Spacca: “Ao desenhar para crianças, tento falar de igual para igual”

02/11/2022

Não importa se é quadrinho ou livro ilustrado. Ao criar seus trabalhos, o cartunista Spacca não direciona a ideia para crianças ou para adultos. “Nunca tentei fazer desenhos exclusivamente para o público infantil. Assim como meu desenho de humor para adulto tem algo de criança, ao desenhar para crianças, procuro nunca subestimar o leitor”, explica ele, em um bate-papo exclusivo com o Blog da Letrinhas. “Tento ‘falar de igual para igual’, por meio do desenho; acho que as crianças são capazes de compreender ironias, brincadeiras, surpresas e coisas fora de lugar”, conta. 

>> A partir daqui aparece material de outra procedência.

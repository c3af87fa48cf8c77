use axum::{
    extract::{Path, Query, State},
    http::StatusCode,
    routing::get,
    Json, Router,
};
use uuid::Uuid;

use crate::api::errors::ApiError;
use crate::api::guards::CurrentAdmin;
use crate::api::validation::{search_term, validate_payload};
use crate::core::cache::{Mutation, Namespace, SUBJECT_LIST_TTL};
use crate::core::state::AppState;
use crate::core::time::primitive_now_utc;
use crate::db::models::Chapter;
use crate::repositories;
use crate::schemas::catalog::{ChapterListQuery, ChapterPayload, ChapterResponse};
use crate::schemas::MessageResponse;

const CHAPTER_MISSING: &str = "Chapter does not exist.";

pub(crate) fn router() -> Router<AppState> {
    Router::new()
        .route("/", get(list_chapters).post(create_chapter))
        .route("/:id", get(get_chapter).put(update_chapter).delete(delete_chapter))
}

async fn list_chapters(
    State(state): State<AppState>,
    Query(params): Query<ChapterListQuery>,
) -> Result<Json<Vec<ChapterResponse>>, ApiError> {
    let search = search_term(params.search.as_deref());
    let subject_id = search_term(params.subject_id.as_deref());
    let key = state.cache().key(
        Namespace::Chapters,
        &format!(
            "list:{}:{}",
            subject_id.unwrap_or_default(),
            search.unwrap_or_default().to_lowercase()
        ),
    );
    if let Some(cached) = state.cache().get::<Vec<ChapterResponse>>(&key).await {
        return Ok(Json(cached));
    }

    let chapters = repositories::chapters::list(state.db(), search, subject_id)
        .await
        .map_err(|e| ApiError::internal(e, "Failed to list chapters"))?;
    let response: Vec<ChapterResponse> =
        chapters.into_iter().map(ChapterResponse::from_db).collect();

    state.cache().set(&key, &response, SUBJECT_LIST_TTL).await;
    Ok(Json(response))
}

async fn get_chapter(
    State(state): State<AppState>,
    Path(id): Path<String>,
) -> Result<Json<ChapterResponse>, ApiError> {
    let chapter = load(&state, &id).await?;
    Ok(Json(ChapterResponse::from_db(chapter)))
}

async fn create_chapter(
    CurrentAdmin(admin): CurrentAdmin,
    State(state): State<AppState>,
    Json(payload): Json<ChapterPayload>,
) -> Result<(StatusCode, Json<ChapterResponse>), ApiError> {
    validate_payload(&payload)?;
    ensure_subject(&state, &payload.subject_id).await?;
    ensure_name_free(&state, &payload, None).await?;

    let id = Uuid::new_v4().to_string();
    repositories::chapters::create(
        state.db(),
        repositories::chapters::CreateChapter {
            id: &id,
            subject_id: &payload.subject_id,
            name: &payload.name,
            description: &payload.description,
            created_at: primitive_now_utc(),
        },
    )
    .await
    .map_err(|e| ApiError::from_write(e, "Failed to create chapter"))?;

    state.cache().invalidate_for(Mutation::Chapter).await;
    tracing::info!(admin_id = %admin.id, chapter_id = %id, action = "chapter_create", "Chapter created");

    let chapter = load(&state, &id).await?;
    Ok((StatusCode::CREATED, Json(ChapterResponse::from_db(chapter))))
}

async fn update_chapter(
    CurrentAdmin(admin): CurrentAdmin,
    State(state): State<AppState>,
    Path(id): Path<String>,
    Json(payload): Json<ChapterPayload>,
) -> Result<Json<ChapterResponse>, ApiError> {
    validate_payload(&payload)?;
    load(&state, &id).await?;
    ensure_subject(&state, &payload.subject_id).await?;
    ensure_name_free(&state, &payload, Some(&id)).await?;

    repositories::chapters::update(
        state.db(),
        &id,
        repositories::chapters::UpdateChapter {
            subject_id: Some(&payload.subject_id),
            name: Some(&payload.name),
            description: Some(&payload.description),
            updated_at: primitive_now_utc(),
        },
    )
    .await
    .map_err(|e| ApiError::from_write(e, "Failed to update chapter"))?;

    state.cache().invalidate_for(Mutation::Chapter).await;
    tracing::info!(admin_id = %admin.id, chapter_id = %id, action = "chapter_update", "Chapter updated");

    let chapter = load(&state, &id).await?;
    Ok(Json(ChapterResponse::from_db(chapter)))
}

async fn delete_chapter(
    CurrentAdmin(admin): CurrentAdmin,
    State(state): State<AppState>,
    Path(id): Path<String>,
) -> Result<Json<MessageResponse>, ApiError> {
    let removed = repositories::chapters::delete(state.db(), &id)
        .await
        .map_err(|e| ApiError::internal(e, "Failed to delete chapter"))?;
    if removed == 0 {
        return Err(ApiError::NotFound(CHAPTER_MISSING.to_string()));
    }

    state.cache().invalidate_for(Mutation::Chapter).await;
    tracing::info!(admin_id = %admin.id, chapter_id = %id, action = "chapter_delete", "Chapter deleted");
    Ok(Json(MessageResponse::new("Chapter deleted successfully")))
}

async fn ensure_subject(state: &AppState, subject_id: &str) -> Result<(), ApiError> {
    let exists = repositories::subjects::exists(state.db(), subject_id)
        .await
        .map_err(|e| ApiError::internal(e, "Failed to load subject"))?;
    if exists {
        Ok(())
    } else {
        Err(ApiError::NotFound("Subject not found".to_string()))
    }
}

async fn ensure_name_free(
    state: &AppState,
    payload: &ChapterPayload,
    except_id: Option<&str>,
) -> Result<(), ApiError> {
    let taken =
        repositories::chapters::name_taken(state.db(), &payload.subject_id, &payload.name, except_id)
            .await
            .map_err(|e| ApiError::internal(e, "Failed to check chapter name"))?;
    if taken {
        Err(ApiError::Conflict("Chapter with this name already exists in this subject.".to_string()))
    } else {
        Ok(())
    }
}

async fn load(state: &AppState, id: &str) -> Result<Chapter, ApiError> {
    repositories::chapters::find_by_id(state.db(), id)
        .await
        .map_err(|e| ApiError::internal(e, "Failed to load chapter"))?
        .ok_or_else(|| ApiError::NotFound(CHAPTER_MISSING.to_string()))
}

“Nunca tentei fazer desenhos exclusivamente para o público infantil”
(Spacca, ilustrador e cartunista)

E foi assim que ele assinou a ilustração de livros variados, desde o comecinho da Companhia das Letrinhas. O primeiro foi Vice-versa ao contrário, em 1993, uma coleção de contos clássicos recriados por autores como Heloísa Prieto, Otávio Frias Filho e Mônica Rodrigues da Costa. Depois, vieram as parcerias com Luciana Sandroni e as biografias de Mário de Andrade e Machado de Assis para crianças, os quadrinhos, como Santô e o pai da aviação e o Jogo da Parlenda, com Heloísa Prieto, entre muitos outros. Nesta entrevista, Spacca relembra sua trajetória na Letrinhas e conta o que espera do presente e do futuro na literatura infantil brasileira.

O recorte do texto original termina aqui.